Records for processing section start

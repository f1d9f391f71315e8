//! Analyze command handler.
//!
//! Runs the combined technical analysis (SMA/EMA/RSI, trend, volatility)
//! over stored price history.

use crate::bootstrap::CliContext;
use crate::error::CliError;
use crate::handlers::resolve_token;
use coinwatch_core::analysis::indicators::MIN_ANALYSIS_POINTS;
use coinwatch_core::{AnalysisError, Timeframe, Trend, analyze};

pub async fn execute(ctx: &CliContext, token: &str, timeframe: &str) -> Result<(), CliError> {
    let timeframe: Timeframe = timeframe.parse()?;
    let resolved = resolve_token(ctx, token)?;

    let series = ctx
        .price_history
        .series(&resolved.symbol, timeframe.lookback_hours(), None)
        .await?;
    let prices: Vec<f64> = series.iter().map(|p| p.price).collect();

    let analysis = match analyze(&prices) {
        Ok(analysis) => analysis,
        Err(AnalysisError::InsufficientData { needed, got }) => {
            println!(
                "Not enough history for {}: {got} point(s) stored, {needed} needed \
                 (minimum {MIN_ANALYSIS_POINTS}). Run 'coinwatch fetch' a few more times.",
                resolved.symbol
            );
            return Ok(());
        }
        Err(e) => return Err(CliError::Arguments(e.to_string())),
    };

    let trend = match analysis.overall_trend {
        Trend::Bullish => "bullish",
        Trend::Bearish => "bearish",
        Trend::Neutral => "neutral",
    };

    println!(
        "{} analysis over {timeframe} ({} point(s)):",
        resolved.symbol,
        prices.len()
    );
    println!(
        "  trend       {trend} (strength {:.0}/100)",
        analysis.trend_strength
    );
    println!("  volatility  {:.4}%", analysis.volatility);
    println!("  SMA-20      {:.6}", analysis.indicators.sma_20);
    println!("  EMA-12      {:.6}", analysis.indicators.ema_12);
    println!("  RSI-14      {:.2}", analysis.indicators.rsi_14);

    Ok(())
}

Records for processing section end

● **Try it**:
Find the string "symbol" in the listing and copy every line in which it occurs.

● **Solution for this task**:
        .series(&resolved.symbol, timeframe.lookback_hours(), None)
                resolved.symbol
        resolved.symbol,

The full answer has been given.